Objective  To assess the risk of lymphoma associated with thiopurines and anti-TNF agents, used alone or in combination, for the management of IBD.

Design, Setting, and Participants  Nationwide cohort study based on French National Health Insurance databases. Patients aged 18 years or older identified with IBD were included from January 1, 2009, through December 31, 2013, and followed up until December 31, 2015.

Exposures  At each time of the follow-up, patients were categorized as being exposed to thiopurine monotherapy, anti-TNF monotherapy, or combination therapy, or being unexposed.

Main Outcomes and Measures  The primary outcome was incident lymphoma.

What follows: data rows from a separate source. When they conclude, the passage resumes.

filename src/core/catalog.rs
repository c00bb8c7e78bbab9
use crate::domain::model::{BodyRegion, ExerciseRecord};

pub static SHOULDER_EXERCISES: &[ExerciseRecord] = &[
    ExerciseRecord {
        name: "Shoulder Circles",
        description: "Gentle circular movements to improve shoulder mobility",
        repetitions: "10-15 circles each direction",
        duration: "2-3 minutes",
    },
    ExerciseRecord {
        name: "Wall Push-Ups",
        description: "Stand arm's length from wall, push against it",
        repetitions: "10-15 repetitions",
        duration: "3 sets",
    },
    ExerciseRecord {
        name: "Arm Raises",
        description: "Slowly raise arms to shoulder height",
        repetitions: "10-12 repetitions",
        duration: "2-3 sets",
    },
];

pub static BACK_EXERCISES: &[ExerciseRecord] = &[
    ExerciseRecord {
        name: "Cat-Cow Stretch",
        description: "On hands and knees, arch and round your back",
        repetitions: "10-15 repetitions",
        duration: "5 minutes",
    },
    ExerciseRecord {
        name: "Knee-to-Chest",
        description: "Lying down, pull knees toward chest",
        repetitions: "Hold for 30 seconds each",
        duration: "3 repetitions",
    },
    ExerciseRecord {
        name: "Pelvic Tilts",
        description: "Lying on back, gently tilt pelvis",
        repetitions: "10-15 repetitions",
        duration: "2-3 sets",
    },
];

pub static KNEE_EXERCISES: &[ExerciseRecord] = &[
    ExerciseRecord {
        name: "Quad Sets",
        description: "Tighten thigh muscle while sitting",
        repetitions: "Hold for 5 seconds, 10 repetitions",
        duration: "3 sets",
    },
    ExerciseRecord {
        name: "Straight Leg Raises",
        description: "Lying down, lift straight leg",
        repetitions: "10-15 repetitions",
        duration: "2-3 sets",
    },
    ExerciseRecord {
        name: "Heel Slides",
        description: "Slide heel toward buttocks while lying down",
        repetitions: "10-15 repetitions",
        duration: "2-3 sets",
    },
];

pub static GENERAL_EXERCISES: &[ExerciseRecord] = &[ExerciseRecord {
    name: "General Mobility",
    description: "Basic stretching and movement routine",
    repetitions: "As comfortable",
    duration: "5-10 minutes daily",
}];

/// Bucket lookup. Every bucket is non-empty.
pub fn exercises_for(region: BodyRegion) -> &'static [ExerciseRecord] {
    match region {
        BodyRegion::Shoulder => SHOULDER_EXERCISES,
        BodyRegion::Back => BACK_EXERCISES,
        BodyRegion::Knee => KNEE_EXERCISES,
        BodyRegion::General => GENERAL_EXERCISES,
    }
}
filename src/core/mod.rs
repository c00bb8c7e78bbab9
pub mod catalog;
pub mod classifier;
pub mod engine;
pub mod formatter;
pub mod library;
pub mod session;

pub use crate::domain::model::{BodyRegion, ClassificationResult, ExerciseRecord};
pub use crate::domain::ports::{Assistant, Classifier, ConfigProvider, Storage};
pub use crate::utils::error::Result;
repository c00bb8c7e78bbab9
// Domain layer: models and ports. No I/O here.

pub mod model;
pub mod ports;
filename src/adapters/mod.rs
// Adapters layer: concrete implementations of the domain ports.

pub mod storage;
use crate::domain::model::ChatMessage;
use crate::domain::ports::{Assistant, Storage};
use crate::utils::error::{AssistError, Result};

pub const DEFAULT_GREETING: &str = "Hello! I'm your AI Physiotherapy Assistant. Please describe your symptoms or area of concern, and I'll suggest appropriate exercises for you.";

/// One conversation: the greeting followed by user/bot turns in arrival order.
pub struct ChatSession<A: Assistant> {
    assistant: A,
    greeting: String,
    transcript: Vec<ChatMessage>,
}

impl<A: Assistant> ChatSession<A> {
    pub fn new(assistant: A, greeting: impl Into<String>) -> Self {
        let greeting = greeting.into();
        let transcript = vec![ChatMessage::bot(greeting.clone())];
        Self {
            assistant,
            greeting,
            transcript,
        }
    }

    pub fn greeting(&self) -> &str {
        &self.greeting
    }

    pub fn transcript(&self) -> &[ChatMessage] {
        &self.transcript
    }

    /// Blank input is rejected and leaves the transcript untouched.
    /// The user message is recorded before the reply is awaited.
    pub async fn submit(&mut self, input: &str) -> Result<ChatMessage> {
        if input.trim().is_empty() {
            return Err(AssistError::EmptyInput);
        }

        self.transcript.push(ChatMessage::user(input));
        let reply = self.assistant.respond(input).await?;
        self.transcript.push(reply.clone());

        tracing::debug!("Transcript now holds {} messages", self.transcript.len());
        Ok(reply)
    }

    pub fn clear(&mut self) {
        self.transcript.clear();
        self.transcript.push(ChatMessage::bot(self.greeting.clone()));
    }

    pub fn to_json(&self) -> Result<String> {
        Ok(serde_json::to_string_pretty(&self.transcript)?)
    }

    pub async fn save_transcript<S: Storage>(&self, storage: &S, path: &str) -> Result<()> {
        let json = self.to_json()?;
        storage.write_file(path, json.as_bytes()).await?;
        tracing::info!("💾 Transcript with {} messages saved to {}", self.transcript.len(), path);
        Ok(())
    }
}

Results  Among the 189 289 patients included (54% women; median age, 43 years [interquartile range, 32-56 years]) and followed up for a median of 6.7 years, 123 069 were never exposed during follow-up, 50 405 were exposed to thiopurine monotherapy, 30 294 to anti-TNF monotherapy, and 14 229 to combination therapy. Overall, 336 lymphoma cases occurred: 220 in unexposed patients (incidence rate [IR] per 1000 person-years, 0.26; 95% CI, 0.23-0.29), 70 in patients exposed to thiopurine monotherapy (IR, 0.54; 95% CI, 0.41-0.67), 32 in patients exposed to anti-TNF monotherapy (IR, 0.41; 95% CI, 0.27-0.55), and 14 in patients exposed to combination therapy (IR, 0.95; 95% CI, 0.45-1.45). In a multivariable Cox model, compared with unexposed patients, the risk of lymphoma was higher among those exposed to thiopurine monotherapy (adjusted hazard ratio [aHR], 2.60; 95% CI, 1.96-3.44; P < .001), anti-TNF monotherapy (aHR, 2.41; 95% CI, 1.60-3.64; P < .001), or combination therapy (aHR, 6.11; 95% CI, 3.46-10.8; P < .001). The risk was higher in patients exposed to combination therapy vs those exposed to thiopurine monotherapy (aHR, 2.35; 95% CI, 1.31-4.22; P < .001) or anti-TNF monotherapy (aHR, 2.53; 95% CI, 1.35-4.77; P < .001).

Conclusions and Relevance  Among adults with IBD, the use of thiopurine monotherapy or anti-TNF monotherapy was associated with a small but statistically significant increased risk of lymphoma compared with exposure to neither medication, and this risk was higher with combination therapy than with each of these treatments used alone. These findings may inform decisions regarding the benefits and risks of treatment.